**Problem requirements:**
For every line in the material below that holds "character", report the line.
#### Provided material
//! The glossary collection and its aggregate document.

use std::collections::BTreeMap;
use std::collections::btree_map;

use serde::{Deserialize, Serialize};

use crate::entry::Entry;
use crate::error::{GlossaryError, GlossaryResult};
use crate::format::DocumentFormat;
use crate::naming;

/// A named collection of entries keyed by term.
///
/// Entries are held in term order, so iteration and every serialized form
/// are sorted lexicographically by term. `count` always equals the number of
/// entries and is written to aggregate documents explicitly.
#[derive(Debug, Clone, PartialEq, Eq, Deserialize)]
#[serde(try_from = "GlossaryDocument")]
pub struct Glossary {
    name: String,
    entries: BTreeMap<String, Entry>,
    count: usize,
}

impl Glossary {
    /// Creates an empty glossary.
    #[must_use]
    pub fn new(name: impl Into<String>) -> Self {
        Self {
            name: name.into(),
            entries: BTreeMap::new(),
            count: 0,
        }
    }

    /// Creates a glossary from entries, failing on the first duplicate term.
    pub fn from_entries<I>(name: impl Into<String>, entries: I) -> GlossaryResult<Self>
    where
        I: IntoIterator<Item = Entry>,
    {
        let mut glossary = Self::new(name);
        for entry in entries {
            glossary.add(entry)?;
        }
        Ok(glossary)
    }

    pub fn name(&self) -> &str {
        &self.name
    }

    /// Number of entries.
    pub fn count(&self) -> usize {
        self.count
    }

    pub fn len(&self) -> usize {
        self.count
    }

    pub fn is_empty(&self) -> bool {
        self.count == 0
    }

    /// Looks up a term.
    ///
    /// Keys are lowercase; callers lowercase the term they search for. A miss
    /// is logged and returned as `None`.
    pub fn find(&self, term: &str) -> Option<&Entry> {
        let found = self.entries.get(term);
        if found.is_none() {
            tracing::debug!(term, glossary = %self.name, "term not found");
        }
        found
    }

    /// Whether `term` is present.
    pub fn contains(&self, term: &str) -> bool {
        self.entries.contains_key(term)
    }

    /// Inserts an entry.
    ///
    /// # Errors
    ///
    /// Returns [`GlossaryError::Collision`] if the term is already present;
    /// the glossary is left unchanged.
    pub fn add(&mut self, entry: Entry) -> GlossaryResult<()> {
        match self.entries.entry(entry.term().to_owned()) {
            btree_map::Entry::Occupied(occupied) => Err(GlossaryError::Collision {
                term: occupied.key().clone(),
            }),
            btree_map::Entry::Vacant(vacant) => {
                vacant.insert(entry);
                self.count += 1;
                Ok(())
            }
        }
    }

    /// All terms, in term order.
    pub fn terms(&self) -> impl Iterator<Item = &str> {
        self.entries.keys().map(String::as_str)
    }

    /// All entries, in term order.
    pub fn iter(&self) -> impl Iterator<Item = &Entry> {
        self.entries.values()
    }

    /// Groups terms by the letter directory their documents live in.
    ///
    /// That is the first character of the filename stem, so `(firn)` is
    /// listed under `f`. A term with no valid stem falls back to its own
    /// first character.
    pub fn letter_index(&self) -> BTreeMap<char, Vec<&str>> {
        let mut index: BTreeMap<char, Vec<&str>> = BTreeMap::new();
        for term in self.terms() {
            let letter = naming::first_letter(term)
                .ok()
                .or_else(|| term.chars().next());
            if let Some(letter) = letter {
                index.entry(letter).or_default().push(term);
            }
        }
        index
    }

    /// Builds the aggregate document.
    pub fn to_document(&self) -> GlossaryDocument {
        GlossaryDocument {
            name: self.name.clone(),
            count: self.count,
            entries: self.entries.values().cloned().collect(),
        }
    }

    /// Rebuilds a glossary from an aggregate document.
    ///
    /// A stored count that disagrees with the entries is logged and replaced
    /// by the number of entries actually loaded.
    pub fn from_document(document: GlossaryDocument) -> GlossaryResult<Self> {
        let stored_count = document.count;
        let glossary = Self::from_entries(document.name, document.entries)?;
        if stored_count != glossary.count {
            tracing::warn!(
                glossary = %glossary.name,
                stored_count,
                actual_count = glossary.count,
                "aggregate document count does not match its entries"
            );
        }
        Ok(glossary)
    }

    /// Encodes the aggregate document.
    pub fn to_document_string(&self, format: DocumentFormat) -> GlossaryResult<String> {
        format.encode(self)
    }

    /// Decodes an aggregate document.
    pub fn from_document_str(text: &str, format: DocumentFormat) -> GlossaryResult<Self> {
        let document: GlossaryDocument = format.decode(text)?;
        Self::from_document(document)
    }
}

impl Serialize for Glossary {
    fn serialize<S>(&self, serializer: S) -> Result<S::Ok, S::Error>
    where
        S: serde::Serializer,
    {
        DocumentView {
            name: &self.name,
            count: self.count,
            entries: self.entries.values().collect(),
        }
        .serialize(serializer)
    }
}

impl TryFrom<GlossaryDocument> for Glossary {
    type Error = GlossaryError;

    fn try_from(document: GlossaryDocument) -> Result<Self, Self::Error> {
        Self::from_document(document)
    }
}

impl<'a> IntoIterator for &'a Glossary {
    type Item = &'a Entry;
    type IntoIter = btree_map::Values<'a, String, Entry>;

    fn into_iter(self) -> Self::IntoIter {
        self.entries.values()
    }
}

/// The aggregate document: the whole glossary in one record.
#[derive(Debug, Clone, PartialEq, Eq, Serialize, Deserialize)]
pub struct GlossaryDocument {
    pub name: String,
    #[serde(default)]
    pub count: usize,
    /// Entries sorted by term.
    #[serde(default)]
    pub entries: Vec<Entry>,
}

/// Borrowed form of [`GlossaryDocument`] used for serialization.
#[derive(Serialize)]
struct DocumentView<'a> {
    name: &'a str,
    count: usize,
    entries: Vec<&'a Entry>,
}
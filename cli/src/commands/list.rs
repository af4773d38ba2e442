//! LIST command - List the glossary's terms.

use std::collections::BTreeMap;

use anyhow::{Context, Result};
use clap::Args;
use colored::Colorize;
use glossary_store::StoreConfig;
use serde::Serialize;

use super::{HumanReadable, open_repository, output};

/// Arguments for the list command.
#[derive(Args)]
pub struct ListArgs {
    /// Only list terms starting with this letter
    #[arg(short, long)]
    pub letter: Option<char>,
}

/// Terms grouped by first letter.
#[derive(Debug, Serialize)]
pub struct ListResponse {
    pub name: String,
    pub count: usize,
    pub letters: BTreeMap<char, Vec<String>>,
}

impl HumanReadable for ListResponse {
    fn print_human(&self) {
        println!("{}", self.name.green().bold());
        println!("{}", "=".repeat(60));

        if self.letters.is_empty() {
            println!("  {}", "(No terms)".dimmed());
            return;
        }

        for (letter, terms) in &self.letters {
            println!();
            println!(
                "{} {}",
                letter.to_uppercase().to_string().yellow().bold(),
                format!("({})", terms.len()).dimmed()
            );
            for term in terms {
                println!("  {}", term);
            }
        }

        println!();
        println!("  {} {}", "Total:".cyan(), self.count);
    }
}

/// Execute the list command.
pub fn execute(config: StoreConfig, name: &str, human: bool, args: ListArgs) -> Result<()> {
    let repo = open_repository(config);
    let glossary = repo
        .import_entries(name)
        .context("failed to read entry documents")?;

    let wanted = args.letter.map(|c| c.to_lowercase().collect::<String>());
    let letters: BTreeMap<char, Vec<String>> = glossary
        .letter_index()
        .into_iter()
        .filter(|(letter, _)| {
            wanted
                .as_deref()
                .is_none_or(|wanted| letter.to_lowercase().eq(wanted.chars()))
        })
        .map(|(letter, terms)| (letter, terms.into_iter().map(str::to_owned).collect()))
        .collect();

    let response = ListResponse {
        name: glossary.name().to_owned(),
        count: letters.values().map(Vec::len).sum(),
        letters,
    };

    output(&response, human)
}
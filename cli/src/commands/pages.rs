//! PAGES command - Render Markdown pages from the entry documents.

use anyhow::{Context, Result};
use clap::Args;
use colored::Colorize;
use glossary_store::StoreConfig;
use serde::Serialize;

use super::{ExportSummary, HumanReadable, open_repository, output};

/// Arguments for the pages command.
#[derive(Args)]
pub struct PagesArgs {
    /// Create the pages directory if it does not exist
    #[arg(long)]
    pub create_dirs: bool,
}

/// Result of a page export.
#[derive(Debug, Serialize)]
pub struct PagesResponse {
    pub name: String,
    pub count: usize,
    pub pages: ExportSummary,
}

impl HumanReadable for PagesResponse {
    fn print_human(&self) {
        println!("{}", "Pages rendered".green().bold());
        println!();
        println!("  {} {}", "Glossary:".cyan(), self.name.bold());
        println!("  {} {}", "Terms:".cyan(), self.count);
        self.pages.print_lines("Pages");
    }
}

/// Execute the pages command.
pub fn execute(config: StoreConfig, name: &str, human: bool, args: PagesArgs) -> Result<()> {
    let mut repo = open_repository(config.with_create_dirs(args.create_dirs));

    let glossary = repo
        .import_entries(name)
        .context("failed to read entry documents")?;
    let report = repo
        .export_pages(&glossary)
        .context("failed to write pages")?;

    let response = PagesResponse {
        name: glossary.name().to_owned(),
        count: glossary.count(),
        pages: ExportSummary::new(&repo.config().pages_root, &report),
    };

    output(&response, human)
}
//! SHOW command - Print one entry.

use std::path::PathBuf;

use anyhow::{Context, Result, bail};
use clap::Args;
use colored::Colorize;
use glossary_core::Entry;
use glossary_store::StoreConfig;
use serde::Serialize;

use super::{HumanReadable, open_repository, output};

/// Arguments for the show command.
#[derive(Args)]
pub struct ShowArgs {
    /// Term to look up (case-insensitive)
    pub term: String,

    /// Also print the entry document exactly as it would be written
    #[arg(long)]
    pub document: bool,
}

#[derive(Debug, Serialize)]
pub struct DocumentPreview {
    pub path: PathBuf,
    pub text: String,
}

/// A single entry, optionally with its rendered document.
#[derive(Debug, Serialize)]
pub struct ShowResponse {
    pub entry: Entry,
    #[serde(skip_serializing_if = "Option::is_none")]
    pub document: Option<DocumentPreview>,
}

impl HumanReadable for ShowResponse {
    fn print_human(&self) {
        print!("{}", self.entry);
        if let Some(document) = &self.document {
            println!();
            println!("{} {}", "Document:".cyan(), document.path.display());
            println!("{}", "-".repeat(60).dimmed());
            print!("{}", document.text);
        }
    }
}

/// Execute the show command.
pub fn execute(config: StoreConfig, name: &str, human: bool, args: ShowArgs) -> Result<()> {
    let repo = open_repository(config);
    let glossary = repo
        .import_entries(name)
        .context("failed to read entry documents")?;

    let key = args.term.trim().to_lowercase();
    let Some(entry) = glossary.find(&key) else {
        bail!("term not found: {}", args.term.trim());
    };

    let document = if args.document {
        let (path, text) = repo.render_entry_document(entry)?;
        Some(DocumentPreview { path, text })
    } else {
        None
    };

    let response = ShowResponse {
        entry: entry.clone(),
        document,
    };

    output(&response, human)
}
########
**Finished task:**
    /// That is the first character of the filename stem, so `(firn)` is
    /// first character.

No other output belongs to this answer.